Recently returned from the Canadian leg of her Revolution tour, Margaret Cho got more attention than she bargained for on the streets of Toronto. A few uber-paranoid Canadians immediately covered their faces with surgical masks at the sight of Korean-American Cho, not because she looked sickly or coughed up chunks of lung, but because she’s Asian and therefore capable of carrying the deadly SARS virus. Naturally, discrimination does not sit well with the Notorious Cho and she dealt with it in the only way one would expect her to.

"I stopped right in front of them, collapsed to the ground and started coughing dramatically. I tried to reach over to touch one of them, yelping ‘Help me!’ and they were flipping out," she says gleefully. Cho explains her experience with such down-to-earth realness and super-consciousness that somehow, merely laughing in response seemed trivial. "It was hilarious because they were just so scared of my reaction. My touring group and I were dying laughing. Like, fuck those guys! Who do they think they are? I don’t have SARS just because I’m Asian!"

Self-redemption through the healing hands of comedy is a formula that has gotten her adulation, profound respect and a hardcore cult following from minority groups everywhere. "Most people would say to just walk away and not to sink to their level and I’m like ‘No, I am going to sink down to their level’ ‘cause that’s funny and you know what? They’re not going to do that to someone else because they realized I was fucking with them after some time and of course they were busted."

And there it was. The core, the key element and the very reason she tossed her body to the floor in dramatic mockery in front of complete strangers, causing a scene that was just too good to pass up. But beyond that, she provoked an unconventional lesson to the ignorant through brutal comedy.
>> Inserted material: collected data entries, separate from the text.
//! Run orchestration: visit each visitable, then place its results.

use crate::error::{QuarryError, QuarryResult};
use crate::output::{OutputPlacer, PlacementReport};
use crate::types::{ResultsTree, Visitable};
use crate::visitor::{Dispatcher, Visitor};

/// Outcome of a run.
#[derive(Debug, Default)]
pub struct RunSummary {
    /// Visitables visited.
    pub visited: usize,
    /// Every container's results from every visitable, in visiting order.
    pub aggregate: ResultsTree,
    /// One placement report per visitable.
    pub placements: Vec<PlacementReport>,
}

impl RunSummary {
    /// Total matches across the run.
    pub fn match_count(&self) -> usize {
        self.aggregate.match_count()
    }

    /// Number of artifacts written.
    pub fn written_count(&self) -> usize {
        self.placements.iter().map(|p| p.written.len()).sum()
    }

    /// Number of failed writes.
    pub fn failure_count(&self) -> usize {
        self.placements.iter().map(|p| p.failures.len()).sum()
    }
}

/// Drives a visitor over a list of visitables.
pub struct Runner<V: Visitor> {
    dispatcher: Dispatcher<V>,
    placer: OutputPlacer,
}

impl<V: Visitor> Runner<V> {
    pub fn new(visitor: V, placer: OutputPlacer) -> Self {
        Self {
            dispatcher: Dispatcher::new(visitor),
            placer,
        }
    }

    pub fn dispatcher(&self) -> &Dispatcher<V> {
        &self.dispatcher
    }

    /// Visit every visitable in order and write its results.
    ///
    /// Each visitable gets its own tree, so an artifact only ever holds that
    /// visitable's results. Dispatch errors end the run; write failures are
    /// recorded in the summary. An empty list is logged and is not an error.
    pub fn run(&self, visitables: &[Visitable]) -> QuarryResult<RunSummary> {
        let mut summary = RunSummary::default();
        if visitables.is_empty() {
            tracing::error!("{}", QuarryError::EmptyInput);
            return Ok(summary);
        }

        tracing::info!("Visiting {} visitable(s)", visitables.len());
        for visitable in visitables {
            tracing::debug!("{} backed by {} file(s)", visitable, visitable.files().len());
            let tree = self.dispatcher.visit(visitable)?;
            if let Some(root) = tree.root() {
                for list in root.children() {
                    summary.aggregate.append(list.clone());
                }
            }
            let report = self.placer.place(&tree, visitable.files())?;
            if !report.is_clean() {
                tracing::warn!(
                    "{}: {} of {} artifact(s) failed",
                    visitable,
                    report.failures.len(),
                    report.failures.len() + report.written.len()
                );
            }
            summary.placements.push(report);
            summary.visited += 1;
        }

        tracing::info!(
            "Run complete: {} matches, {} artifacts written, {} failed",
            summary.match_count(),
            summary.written_count(),
            summary.failure_count()
        );
        Ok(summary)
    }
}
Margaret Cho is hardly a self-righteous prick or a loud-mouthed bitch. She’s actually extremely sweet and even a bit shy at first but deep inside is a real fighter for justice who demands total equality and nothing less. She knows the struggle of the minority all too well——as an Asian-American woman in the entertainment industry and a most liberated and adored "fag hag" who’s been raised by strict Korean parents and leather daddies——and can no longer remain silent. She voices her concern for gays in the military and humorously-yet-lovingly concludes, "you cannot win a war without lesbians" so the least a country can do is face their own class war and respect their own soldiers. But when that’s not the case, the only solution is to look within and take control of your own. "The show is about a lot of things but mainly about real revolution that occurs within and has nothing to do with everybody else’s revolution but your own personal revolution of the way you live your life."

Cho has survived personal obstacles as revealed in her confessional stand-up movie I’m The One That I Want, progressed as a socially relevant entertainer in the raunchy Notorious C.H.O. and now wants to challenge her fans to choose and face the hell out of your own battles with her new uncensored on-the-road show called Revolution, for which Cho provided an amusing Cho-Guevera logo for as a promotional asset. Her new material tackles race issues and on a lighter note, the joy of bodily functions, her loser ex-boyfriend and of course, more impersonations of her Konglish speaking mother who brought us "Ass Master."

This once-lost-now-found, self-proclaimed "shit starter" is utterly content and emanates a rare positive energy that just overflows once tapped into. To define Margaret Cho as "funny" is simply an understatement and to call her a "bitch" definitely misses the point. But as self-assured as she is, Cho just does not give a flying fuck and she’ll sink down to your level to show you just that.